Ho l’impressione, ma forse è un caso dettato dai miei consumi culturali, che il tema del fine vita sia un argomento su cui gli autori si confrontano oggi con più frequenza. Forse gli editori e i produttori lo sentono come un tema che interessa di più l’opinione pubblica e quindi pubblicano contenuti che ne parlano con più facilità? Forse l’aumento dell’età media ha portato gli autori a confrontarsi più spesso con la malattia dei propri genitori al punto da scriverne in modo aperto?
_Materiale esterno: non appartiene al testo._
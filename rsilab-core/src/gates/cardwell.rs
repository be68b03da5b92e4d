//! Cardwell range gate: the RSI regime must agree with the breakout side.
//!
//! Range-shift theory: in uptrends RSI oscillates between roughly 40 and 80,
//! in downtrends between 20 and 60. The current reading is bucketed into six
//! bands, each implying a bias.

use serde::{Deserialize, Serialize};

use crate::config::CardwellConfig;
use crate::domain::Bias;

use super::{ConfirmationGate, GateContext, GateKind, GateOutcome};

/// RSI regime per Cardwell range rules.
#[derive(Debug, Clone, Copy, PartialEq, Eq, Hash, Serialize, Deserialize)]
#[serde(rename_all = "snake_case")]
pub enum CardwellRange {
    BullOverbought,
    BullMomentum,
    BullNeutral,
    BearNeutral,
    BearMomentum,
    BearOversold,
}

/// Scoring tier of a range.
#[derive(Debug, Clone, Copy, PartialEq, Eq, Hash, Serialize, Deserialize)]
pub enum RangeTier {
    Momentum,
    Neutral,
    /// Overbought / oversold; late in the move.
    Exhaustion,
}

impl CardwellRange {
    /// Bucket an RSI value. Band edges are inclusive on the bull side.
    pub fn classify(rsi: f64, config: &CardwellConfig) -> Self {
        if rsi >= config.overbought {
            Self::BullOverbought
        } else if rsi >= config.bull_momentum_floor {
            Self::BullMomentum
        } else if rsi >= config.midline {
            Self::BullNeutral
        } else if rsi >= config.bear_momentum_ceiling {
            Self::BearNeutral
        } else if rsi > config.oversold {
            Self::BearMomentum
        } else {
            Self::BearOversold
        }
    }

    pub fn bias(self) -> Bias {
        match self {
            Self::BullOverbought | Self::BullMomentum | Self::BullNeutral => Bias::Bullish,
            Self::BearNeutral | Self::BearMomentum | Self::BearOversold => Bias::Bearish,
        }
    }

    pub fn tier(self) -> RangeTier {
        match self {
            Self::BullMomentum | Self::BearMomentum => RangeTier::Momentum,
            Self::BullNeutral | Self::BearNeutral => RangeTier::Neutral,
            Self::BullOverbought | Self::BearOversold => RangeTier::Exhaustion,
        }
    }
}

#[derive(Debug, Clone)]
pub struct CardwellGate {
    config: CardwellConfig,
}

impl CardwellGate {
    pub fn new(config: CardwellConfig) -> Self {
        Self { config }
    }
}

impl ConfirmationGate for CardwellGate {
    fn kind(&self) -> GateKind {
        GateKind::CardwellRange
    }

    fn check(&self, ctx: &GateContext<'_>) -> GateOutcome {
        if !self.config.enabled {
            return GateOutcome::skipped(self.kind());
        }
        let Some(rsi) = ctx.current_rsi() else {
            return GateOutcome::rejected(self.kind(), "current rsi unavailable");
        };

        let range = CardwellRange::classify(rsi, &self.config);
        let outcome = if range.bias() == ctx.side.bias() {
            GateOutcome::passed(self.kind())
        } else {
            GateOutcome::rejected(
                self.kind(),
                format!("{range:?} range disagrees with {:?} side", ctx.side),
            )
        };
        outcome.with_metric("rsi", rsi)
    }
}
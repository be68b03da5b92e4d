//! Pivot detection: symmetric-neighbourhood local extrema.
//!
//! Index `i` is a pivot high of order `k` when its value is strictly greater
//! than every value at offsets ±1..=±k (strictly lower for a pivot low).
//! Indices within `k` bars of either edge are never pivots, so the most
//! recent `k` bars can only become pivots once later bars arrive.

use super::{PivotKind, PivotPoint};

/// Find all pivots of `kind` in `series` with neighbourhood `order`.
///
/// Returns pivots in chronological order. NaN values never qualify and, since
/// every comparison with NaN is false, also suppress their neighbours.
pub fn find_pivots(series: &[f64], order: usize, kind: PivotKind) -> Vec<PivotPoint> {
    let n = series.len();
    if order == 0 || n < 2 * order + 1 {
        return Vec::new();
    }

    (order..n - order)
        .filter(|&i| is_pivot(series, i, order, kind))
        .map(|index| PivotPoint {
            index,
            value: series[index],
            kind,
        })
        .collect()
}

fn is_pivot(series: &[f64], i: usize, order: usize, kind: PivotKind) -> bool {
    let value = series[i];
    if value.is_nan() {
        return false;
    }
    (1..=order).all(|offset| {
        let left = series[i - offset];
        let right = series[i + offset];
        match kind {
            PivotKind::High => value > left && value > right,
            PivotKind::Low => value < left && value < right,
        }
    })
}
//! Decision types: the engine's output.

use chrono::{DateTime, Utc};
use serde::{Deserialize, Serialize};

use crate::error::WaitReason;
use crate::gates::cardwell::CardwellRange;
use crate::gates::GateOutcome;
use crate::scoring::ScoreBreakdown;
use crate::trendline::{Interaction, Trendline};

/// Side of a trade setup.
#[derive(Debug, Clone, Copy, PartialEq, Eq, Hash, Serialize, Deserialize)]
pub enum TradeSide {
    Long,
    Short,
}

impl TradeSide {
    /// +1 for longs, -1 for shorts; turns side-relative distances into price offsets.
    pub fn sign(self) -> f64 {
        match self {
            Self::Long => 1.0,
            Self::Short => -1.0,
        }
    }

    pub fn bias(self) -> Bias {
        match self {
            Self::Long => Bias::Bullish,
            Self::Short => Bias::Bearish,
        }
    }
}

/// What the caller should do.
#[derive(Debug, Clone, Copy, PartialEq, Eq, Hash, Serialize, Deserialize)]
pub enum SignalAction {
    Wait,
    Long,
    Short,
}

impl From<TradeSide> for SignalAction {
    fn from(side: TradeSide) -> Self {
        match side {
            TradeSide::Long => Self::Long,
            TradeSide::Short => Self::Short,
        }
    }
}

/// Directional market bias.
#[derive(Debug, Clone, Copy, PartialEq, Eq, Hash, Serialize, Deserialize)]
pub enum Bias {
    Bullish,
    Bearish,
    Neutral,
}

/// Risk-managed trade parameters.
#[derive(Debug, Clone, Copy, PartialEq, Serialize, Deserialize)]
pub struct TradeSetup {
    pub side: TradeSide,
    pub entry: f64,
    pub stop_loss: f64,
    pub take_profit: f64,
    pub risk_reward_ratio: f64,
    /// The structure projection exceeded the maximum move and was capped.
    pub target_capped: bool,
    /// The target was raised to meet the minimum risk:reward.
    pub target_raised_for_min_rr: bool,
}

impl TradeSetup {
    /// Price distance from entry to stop.
    pub fn risk(&self) -> f64 {
        (self.entry - self.stop_loss).abs()
    }

    /// Price distance from entry to target.
    pub fn reward(&self) -> f64 {
        (self.take_profit - self.entry).abs()
    }

    /// Both the stop and the target sit above zero.
    pub fn has_positive_levels(&self) -> bool {
        let below_entry = match self.side {
            TradeSide::Long => self.risk(),
            TradeSide::Short => self.reward(),
        };
        self.entry > 0.0 && self.entry - below_entry > 0.0
    }
}

/// Everything the pipeline looked at, pass or fail.
#[derive(Debug, Clone, Default, PartialEq, Serialize, Deserialize)]
pub struct Diagnostics {
    pub trendline: Option<Trendline>,
    pub interaction: Option<Interaction>,
    pub cardwell_range: Option<CardwellRange>,
    /// Gate outcomes in pipeline order, up to and including the first rejection.
    pub gates: Vec<GateOutcome>,
    pub score_breakdown: Option<ScoreBreakdown>,
}

/// Result of one evaluation.
#[derive(Debug, Clone, PartialEq, Serialize, Deserialize)]
pub struct SignalDecision {
    pub symbol: String,
    pub action: SignalAction,
    pub bias: Bias,
    pub setup: Option<TradeSetup>,
    /// Composite confidence in [0, 100]; zero for `Wait`.
    pub score: f64,
    pub rejection_reason: Option<WaitReason>,
    pub diagnostics: Diagnostics,
    /// Open time of the evaluation candle.
    pub evaluated_at: Option<DateTime<Utc>>,
}

impl SignalDecision {
    /// A `Wait` decision with its reason and whatever diagnostics were gathered.
    pub fn wait(
        symbol: &str,
        reason: WaitReason,
        bias: Bias,
        diagnostics: Diagnostics,
        evaluated_at: Option<DateTime<Utc>>,
    ) -> Self {
        Self {
            symbol: symbol.to_string(),
            action: SignalAction::Wait,
            bias,
            setup: None,
            score: 0.0,
            rejection_reason: Some(reason),
            diagnostics,
            evaluated_at,
        }
    }

    pub fn is_actionable(&self) -> bool {
        self.action != SignalAction::Wait
    }
}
L’anno scorso The Father aveva riscosso un ampio dibattito, culminato in vari premi. Il film è tratto da un’opera teatrale, scritta dallo stesso regista del film. La storia racconta il rapporto tra un padre e una figlia, con il padre che perde progressivamente il controllo delle proprie facoltà mentali.

Ho appena finito di leggere La rondine sul termosifone di Edith Bruck (2017) e America non torna più di Giulio Perrone (2021). Il primo è il racconto del rapporto tra la scrittrice e suo marito, nella fase finale della progressione dell’Alzheimer, con tutto il dolore che ne consegue. Il secondo è un altro racconto autobiografico, nel rapporto tra l’autore e suo padre. Questa volta il padre ha un cancro, che lo porterà via in pochi mesi. In quest’ultimo caso, il padre non viene informato della malattia – gli viene detto che ha un’ernia – fino all’ultimo. L’autore, il figlio, si rammarica di non aver potuto proseguire il rapporto con il padre e di non essere stato capace di dirgli alcune cose, finché era in vita. Libro toccante, come il primo.

Se c’è un motivo per cui ho depositato il mio testamento biologico (Dichiarazione anticipata di trattamento) nella banca dati nazionale del Ministero della salute è anche per dichiarare che voglio essere informato del mio stato di salute, fino a quando sarò in grado di capire, e di non tenermi in vita artificialmente quando non c’è più niente da fare.

Oggi ho depositato il documento e, proprio mentre stavo scrivendo questo articolo, ho ricevuto la notifica che i miei dati sono stati registrati nella banca dati. Il processo alla fine è stato più veloce del previsto. La banca dati ha gestito velocemente il caricamento dei dati, senza alcun problema.